- [Work task] Every record, from the first to the last, is to be printed again exactly.

--- START ---

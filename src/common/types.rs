use serde::Serialize;
use serde_json::Value;
use thiserror::Error;

/// Why a single lookup produced no payload.
#[derive(Error, Debug, Clone, PartialEq, Eq)]
pub enum LookupFailure {
    /// Connection, DNS, timeout or body-read fault
    #[error("transport error: {0}")]
    Transport(String),

    /// The API answered with something other than 200
    #[error("unexpected HTTP status {0}")]
    Status(u16),

    /// 200 response whose body is not valid JSON
    #[error("invalid JSON body: {0}")]
    Parse(String),

    /// The lookup task ended without reporting an outcome
    #[error("lookup task aborted: {0}")]
    Aborted(String),
}

impl LookupFailure {
    /// Short label used for metrics and structured logs
    pub fn kind(&self) -> &'static str {
        match self {
            LookupFailure::Transport(_) => "transport",
            LookupFailure::Status(_) => "status",
            LookupFailure::Parse(_) => "parse",
            LookupFailure::Aborted(_) => "aborted",
        }
    }
}

/// Result of looking up one email against the enrichment API.
#[derive(Debug, Clone, PartialEq)]
pub enum LookupOutcome {
    Success(Value),
    Failure(LookupFailure),
}

impl LookupOutcome {
    pub fn is_success(&self) -> bool {
        matches!(self, LookupOutcome::Success(_))
    }

    pub fn payload(&self) -> Option<&Value> {
        match self {
            LookupOutcome::Success(value) => Some(value),
            LookupOutcome::Failure(_) => None,
        }
    }
}

/// An email paired with the outcome of its own lookup.
#[derive(Debug, Clone, PartialEq)]
pub struct EnrichedRecord {
    pub email: String,
    pub outcome: LookupOutcome,
}

impl EnrichedRecord {
    pub fn new(email: impl Into<String>, outcome: LookupOutcome) -> Self {
        Self {
            email: email.into(),
            outcome,
        }
    }

    /// Borrowed view in the `{"email", "api_data"}` dump shape
    pub fn as_raw(&self) -> RawRecord<'_> {
        RawRecord {
            email: &self.email,
            api_data: self.outcome.payload(),
        }
    }
}

/// Serialized form of an [`EnrichedRecord`]; `api_data` is `null` on failure.
#[derive(Debug, Serialize)]
pub struct RawRecord<'a> {
    pub email: &'a str,
    pub api_data: Option<&'a Value>,
}
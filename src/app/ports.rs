use async_trait::async_trait;

use crate::common::error::Result;
use crate::common::types::{EnrichedRecord, LookupOutcome};
use crate::pipeline::processing::flatten::OutputTable;

// Network-side port
#[async_trait]
pub trait LookupPort: Send + Sync {
    /// Look up one email. Every fault is reported through the outcome, never as an error.
    async fn lookup(&self, email: &str) -> LookupOutcome;
}

// Boundary ports
#[async_trait]
pub trait EmailSourcePort: Send + Sync {
    /// Ordered emails to enrich, duplicates included.
    async fn read_emails(&self) -> Result<Vec<String>>;
}

#[async_trait]
pub trait TableSinkPort: Send + Sync {
    async fn write_table(&self, table: &OutputTable) -> Result<()>;
}

#[async_trait]
pub trait RawRecordSinkPort: Send + Sync {
    async fn write_records(&self, records: &[EnrichedRecord]) -> Result<()>;
}

pub trait ProgressPort: Send + Sync {
    /// Called once per accumulated record with the running count.
    fn on_progress(&self, completed: usize, total: usize);
}
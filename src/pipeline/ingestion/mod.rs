// Pipeline ingestion: fan-out of lookups, fan-in of completed records, concurrency limiting

pub mod rate_limiter;
pub mod scheduler;

pub use rate_limiter::ConcurrencyLimiter;
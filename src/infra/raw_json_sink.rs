use std::io::Write;
use std::path::PathBuf;

use async_trait::async_trait;
use serde::Serialize;
use tracing::info;

use crate::app::ports::RawRecordSinkPort;
use crate::common::error::Result;
use crate::common::types::{EnrichedRecord, RawRecord};

/// Dumps the unflattened API responses as a JSON array of
/// `{"email": ..., "api_data": ...}` objects, four-space indented.
pub struct RawJsonSink {
    path: PathBuf,
}

impl RawJsonSink {
    pub fn new(path: impl Into<PathBuf>) -> Self {
        Self { path: path.into() }
    }
}

pub fn write_records_to<W: Write>(writer: W, records: &[EnrichedRecord]) -> Result<()> {
    let raw: Vec<RawRecord<'_>> = records.iter().map(EnrichedRecord::as_raw).collect();
    let formatter = serde_json::ser::PrettyFormatter::with_indent(b"    ");
    let mut ser = serde_json::Serializer::with_formatter(writer, formatter);
    raw.serialize(&mut ser)?;
    Ok(())
}

#[async_trait]
impl RawRecordSinkPort for RawJsonSink {
    async fn write_records(&self, records: &[EnrichedRecord]) -> Result<()> {
        if let Some(dir) = self.path.parent().filter(|d| !d.as_os_str().is_empty()) {
            std::fs::create_dir_all(dir)?;
        }
        let mut writer = std::io::BufWriter::new(std::fs::File::create(&self.path)?);
        write_records_to(&mut writer, records)?;
        writer.flush()?;
        info!("Saved {} raw responses to {}", records.len(), self.path.display());
        Ok(())
    }
}

#[cfg(test)]
mod tests {
    use super::*;
    use crate::common::types::{LookupFailure, LookupOutcome};
    use serde_json::{json, Value};

    #[test]
    fn test_dump_shape_and_indent() {
        let records = vec![
            EnrichedRecord::new("a@x.com", LookupOutcome::Failure(LookupFailure::Status(429))),
            EnrichedRecord::new("b@x.com", LookupOutcome::Success(json!({"person": {"firstName": "Jane"}}))),
        ];
        let mut buf = Vec::new();
        write_records_to(&mut buf, &records).unwrap();
        let text = String::from_utf8(buf).unwrap();

        assert!(text.contains("\n    {\n        \"email\": \"a@x.com\""));
        let parsed: Value = serde_json::from_str(&text).unwrap();
        assert_eq!(
            parsed,
            json!([
                {"email": "a@x.com", "api_data": null},
                {"email": "b@x.com", "api_data": {"person": {"firstName": "Jane"}}}
            ])
        );
    }
}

--- END ---

- [Reply]
filename src/common/types.rs
use serde::Serialize;
use serde_json::Value;
use thiserror::Error;

/// Why a single lookup produced no payload.
#[derive(Error, Debug, Clone, PartialEq, Eq)]
pub enum LookupFailure {
    /// Connection, DNS, timeout or body-read fault
    #[error("transport error: {0}")]
    Transport(String),

    /// The API answered with something other than 200
    #[error("unexpected HTTP status {0}")]
    Status(u16),

    /// 200 response whose body is not valid JSON
    #[error("invalid JSON body: {0}")]
    Parse(String),

    /// The lookup task ended without reporting an outcome
    #[error("lookup task aborted: {0}")]
    Aborted(String),
}

impl LookupFailure {
    /// Short label used for metrics and structured logs
    pub fn kind(&self) -> &'static str {
        match self {
            LookupFailure::Transport(_) => "transport",
            LookupFailure::Status(_) => "status",
            LookupFailure::Parse(_) => "parse",
            LookupFailure::Aborted(_) => "aborted",
        }
    }
}

/// Result of looking up one email against the enrichment API.
#[derive(Debug, Clone, PartialEq)]
pub enum LookupOutcome {
    Success(Value),
    Failure(LookupFailure),
}

impl LookupOutcome {
    pub fn is_success(&self) -> bool {
        matches!(self, LookupOutcome::Success(_))
    }

    pub fn payload(&self) -> Option<&Value> {
        match self {
            LookupOutcome::Success(value) => Some(value),
            LookupOutcome::Failure(_) => None,
        }
    }
}

/// An email paired with the outcome of its own lookup.
#[derive(Debug, Clone, PartialEq)]
pub struct EnrichedRecord {
    pub email: String,
    pub outcome: LookupOutcome,
}

impl EnrichedRecord {
    pub fn new(email: impl Into<String>, outcome: LookupOutcome) -> Self {
        Self {
            email: email.into(),
            outcome,
        }
    }

    /// Borrowed view in the `{"email", "api_data"}` dump shape
    pub fn as_raw(&self) -> RawRecord<'_> {
        RawRecord {
            email: &self.email,
            api_data: self.outcome.payload(),
        }
    }
}

/// Serialized form of an [`EnrichedRecord`]; `api_data` is `null` on failure.
#[derive(Debug, Serialize)]
pub struct RawRecord<'a> {
    pub email: &'a str,
    pub api_data: Option<&'a Value>,
}
filename src/app/ports.rs
use async_trait::async_trait;

use crate::common::error::Result;
use crate::common::types::{EnrichedRecord, LookupOutcome};
use crate::pipeline::processing::flatten::OutputTable;

// Network-side port
#[async_trait]
pub trait LookupPort: Send + Sync {
    /// Look up one email. Every fault is reported through the outcome, never as an error.
    async fn lookup(&self, email: &str) -> LookupOutcome;
}

// Boundary ports
#[async_trait]
pub trait EmailSourcePort: Send + Sync {
    /// Ordered emails to enrich, duplicates included.
    async fn read_emails(&self) -> Result<Vec<String>>;
}

#[async_trait]
pub trait TableSinkPort: Send + Sync {
    async fn write_table(&self, table: &OutputTable) -> Result<()>;
}

#[async_trait]
pub trait RawRecordSinkPort: Send + Sync {
    async fn write_records(&self, records: &[EnrichedRecord]) -> Result<()>;
}

pub trait ProgressPort: Send + Sync {
    /// Called once per accumulated record with the running count.
    fn on_progress(&self, completed: usize, total: usize);
}
filename src/pipeline/ingestion/mod.rs
// Pipeline ingestion: fan-out of lookups, fan-in of completed records, concurrency limiting

pub mod rate_limiter;
pub mod scheduler;

pub use rate_limiter::ConcurrencyLimiter;
filename src/infra/raw_json_sink.rs
use std::io::Write;
use std::path::PathBuf;

use async_trait::async_trait;
use serde::Serialize;
use tracing::info;

use crate::app::ports::RawRecordSinkPort;
use crate::common::error::Result;
use crate::common::types::{EnrichedRecord, RawRecord};

/// Dumps the unflattened API responses as a JSON array of
/// `{"email": ..., "api_data": ...}` objects, four-space indented.
pub struct RawJsonSink {
    path: PathBuf,
}

impl RawJsonSink {
    pub fn new(path: impl Into<PathBuf>) -> Self {
        Self { path: path.into() }
    }
}

pub fn write_records_to<W: Write>(writer: W, records: &[EnrichedRecord]) -> Result<()> {
    let raw: Vec<RawRecord<'_>> = records.iter().map(EnrichedRecord::as_raw).collect();
    let formatter = serde_json::ser::PrettyFormatter::with_indent(b"    ");
    let mut ser = serde_json::Serializer::with_formatter(writer, formatter);
    raw.serialize(&mut ser)?;
    Ok(())
}

#[async_trait]
impl RawRecordSinkPort for RawJsonSink {
    async fn write_records(&self, records: &[EnrichedRecord]) -> Result<()> {
        if let Some(dir) = self.path.parent().filter(|d| !d.as_os_str().is_empty()) {
            std::fs::create_dir_all(dir)?;
        }
        let mut writer = std::io::BufWriter::new(std::fs::File::create(&self.path)?);
        write_records_to(&mut writer, records)?;
        writer.flush()?;
        info!("Saved {} raw responses to {}", records.len(), self.path.display());
        Ok(())
    }
}

#[cfg(test)]
mod tests {
    use super::*;
    use crate::common::types::{LookupFailure, LookupOutcome};
    use serde_json::{json, Value};

    #[test]
    fn test_dump_shape_and_indent() {
        let records = vec![
            EnrichedRecord::new("a@x.com", LookupOutcome::Failure(LookupFailure::Status(429))),
            EnrichedRecord::new("b@x.com", LookupOutcome::Success(json!({"person": {"firstName": "Jane"}}))),
        ];
        let mut buf = Vec::new();
        write_records_to(&mut buf, &records).unwrap();
        let text = String::from_utf8(buf).unwrap();

        assert!(text.contains("\n    {\n        \"email\": \"a@x.com\""));
        let parsed: Value = serde_json::from_str(&text).unwrap();
        assert_eq!(
            parsed,
            json!([
                {"email": "a@x.com", "api_data": null},
                {"email": "b@x.com", "api_data": {"person": {"firstName": "Jane"}}}
            ])
        );
    }
}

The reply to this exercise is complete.